··· DATA EXTRACT

use std::collections::HashMap;
use std::time::Duration;

use chrono::{DateTime, Utc};
use pixelift_core::failure::REASON_TIMEOUT;
use pixelift_core::lane::Lane;
use pixelift_core::record::{JobRecord, JobResult, JobStatus};
use pixelift_core::types::{JobId, Timestamp};
use serde::Serialize;
use tokio::sync::RwLock;

/// Errors from result store operations.
#[derive(Debug, thiserror::Error)]
pub enum StoreError {
    /// A record already exists for this id. Ids are UUID v4, so this
    /// indicates an invariant violation, not a normal collision.
    #[error("Duplicate job id: {0}")]
    DuplicateJob(JobId),

    #[error("Job not found: {0}")]
    NotFound(JobId),

    /// The compare-and-swap lost: the record's current status did not
    /// match the expected `from` status.
    #[error("Stale transition for job {job_id}: expected {expected}, found {actual}")]
    StaleTransition {
        job_id: JobId,
        expected: JobStatus,
        actual: JobStatus,
    },

    /// The requested transition is not permitted by the forward-only
    /// state machine. Always a programming error.
    #[error("Illegal transition {from} -> {to}")]
    IllegalTransition { from: JobStatus, to: JobStatus },
}

/// Data written alongside a status transition.
#[derive(Debug, Clone)]
pub enum TransitionPayload {
    None,
    Result(JobResult),
    Error(String),
}

/// One entry of [`ResultStore::list_active`].
#[derive(Debug, Clone, Serialize)]
pub struct ActiveJob {
    pub job_id: JobId,
    pub lane: Lane,
    pub status: JobStatus,
    #[serde(skip_serializing_if = "Option::is_none")]
    pub started_at: Option<Timestamp>,
}

/// Counts reported by one reaper sweep.
#[derive(Debug, Default, Clone, Copy, PartialEq, Eq)]
pub struct SweepStats {
    /// Records evicted because they aged past the retention window.
    pub evicted: usize,
    /// Records force-failed because they were stuck in `processing`.
    pub timed_out: usize,
}

/// In-memory job record store.
///
/// Safe for concurrent use from the gateway's request handlers and every
/// worker loop; all mutations are serialized behind one `RwLock`, which
/// also linearizes racing compare-and-swap transitions.
#[derive(Default)]
pub struct ResultStore {
    jobs: RwLock<HashMap<JobId, JobRecord>>,
}

impl ResultStore {
    pub fn new() -> Self {
        Self::default()
    }

    /// Insert a fresh `queued` record for a newly submitted job.
    ///
    /// Must happen before the envelope is pushed to the broker so a
    /// worker can never observe a job whose record does not exist yet.
    pub async fn create(&self, job_id: JobId, lane: Lane) -> Result<(), StoreError> {
        let mut jobs = self.jobs.write().await;
        if jobs.contains_key(&job_id) {
            return Err(StoreError::DuplicateJob(job_id));
        }
        jobs.insert(job_id, JobRecord::queued(job_id, lane));
        Ok(())
    }

    /// Atomic compare-and-swap on a record's status.
    ///
    /// Exactly one of two racing calls with the same `from` wins; the
    /// loser observes [`StoreError::StaleTransition`]. Repeating a write
    /// of the terminal status a record already holds is a no-op, so
    /// duplicate terminal writes are idempotent.
    pub async fn transition(
        &self,
        job_id: JobId,
        from: JobStatus,
        to: JobStatus,
        payload: TransitionPayload,
    ) -> Result<(), StoreError> {
        if !from.can_transition_to(to) {
            return Err(StoreError::IllegalTransition { from, to });
        }

        let mut jobs = self.jobs.write().await;
        let record = jobs.get_mut(&job_id).ok_or(StoreError::NotFound(job_id))?;

        if record.status == to && to.is_terminal() {
            return Ok(());
        }
        if record.status != from {
            return Err(StoreError::StaleTransition {
                job_id,
                expected: from,
                actual: record.status,
            });
        }

        let now = Utc::now();
        record.status = to;
        match to {
            JobStatus::Processing => {
                record.started_at = Some(now);
                record.attempt_count += 1;
            }
            JobStatus::Completed | JobStatus::Failed => {
                record.completed_at = Some(now);
            }
            JobStatus::Queued => unreachable!("no transition targets queued"),
        }
        match payload {
            TransitionPayload::None => {}
            TransitionPayload::Result(result) => record.result = Some(result),
            TransitionPayload::Error(reason) => record.error = Some(reason),
        }
        Ok(())
    }

    /// Record a broker redelivery of a job that is already `processing`.
    ///
    /// The redelivery path, not the worker, owns the attempt counter:
    /// each redelivered claim bumps it by one. Returns the new count.
    pub async fn record_redelivery(&self, job_id: JobId) -> Result<u32, StoreError> {
        let mut jobs = self.jobs.write().await;
        let record = jobs.get_mut(&job_id).ok_or(StoreError::NotFound(job_id))?;

        if record.status != JobStatus::Processing {
            return Err(StoreError::StaleTransition {
                job_id,
                expected: JobStatus::Processing,
                actual: record.status,
            });
        }
        record.attempt_count += 1;
        Ok(record.attempt_count)
    }

    /// Fetch a snapshot of a job record.
    pub async fn get(&self, job_id: JobId) -> Result<JobRecord, StoreError> {
        self.jobs
            .read()
            .await
            .get(&job_id)
            .cloned()
            .ok_or(StoreError::NotFound(job_id))
    }

    /// Non-terminal jobs, optionally filtered to one lane.
    pub async fn list_active(&self, lane: Option<Lane>) -> Vec<ActiveJob> {
        self.jobs
            .read()
            .await
            .values()
            .filter(|r| !r.status.is_terminal())
            .filter(|r| lane.is_none_or(|l| r.lane == l))
            .map(|r| ActiveJob {
                job_id: r.job_id,
                lane: r.lane,
                status: r.status,
                started_at: r.started_at,
            })
            .collect()
    }

    /// One reaper pass against the current clock.
    pub async fn sweep(&self, retention: Duration, processing_timeout: Duration) -> SweepStats {
        self.sweep_at(Utc::now(), retention, processing_timeout)
            .await
    }

    /// One reaper pass evaluated at `now` (injectable for tests).
    ///
    /// Force-failing a stuck job is the only transition not performed by
    /// the owning worker; it exists so a crashed worker cannot leave a
    /// job unresolved from the client's perspective.
    pub async fn sweep_at(
        &self,
        now: DateTime<Utc>,
        retention: Duration,
        processing_timeout: Duration,
    ) -> SweepStats {
        let retention = chrono::Duration::from_std(retention).unwrap_or(chrono::Duration::MAX);
        let processing_timeout =
            chrono::Duration::from_std(processing_timeout).unwrap_or(chrono::Duration::MAX);

        let mut stats = SweepStats::default();
        let mut jobs = self.jobs.write().await;

        for record in jobs.values_mut() {
            if record.status == JobStatus::Processing {
                let started = record.started_at.unwrap_or(record.created_at);
                if now - started > processing_timeout {
                    record.status = JobStatus::Failed;
                    record.error = Some(REASON_TIMEOUT.to_string());
                    record.completed_at = Some(now);
                    stats.timed_out += 1;
                    tracing::warn!(
                        job_id = %record.job_id,
                        lane = %record.lane,
                        "Job stuck in processing past the hard timeout; force-failed",
                    );
                }
            }
        }

        let before = jobs.len();
        jobs.retain(|_, record| now - record.created_at <= retention);
        stats.evicted = before - jobs.len();

        stats
    }

    /// Number of records currently held.
    pub async fn len(&self) -> usize {
        self.jobs.read().await.len()
    }

    pub async fn is_empty(&self) -> bool {
        self.jobs.read().await.is_empty()
    }
}

// ---------------------------------------------------------------------------
// Tests
// ---------------------------------------------------------------------------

······

The answer must consist of every line from the data that contains the word "actual".

    #[error("Stale transition for job {job_id}: expected {expected}, found {actual}")]
        actual: JobStatus,
                actual: record.status,
                actual: record.status,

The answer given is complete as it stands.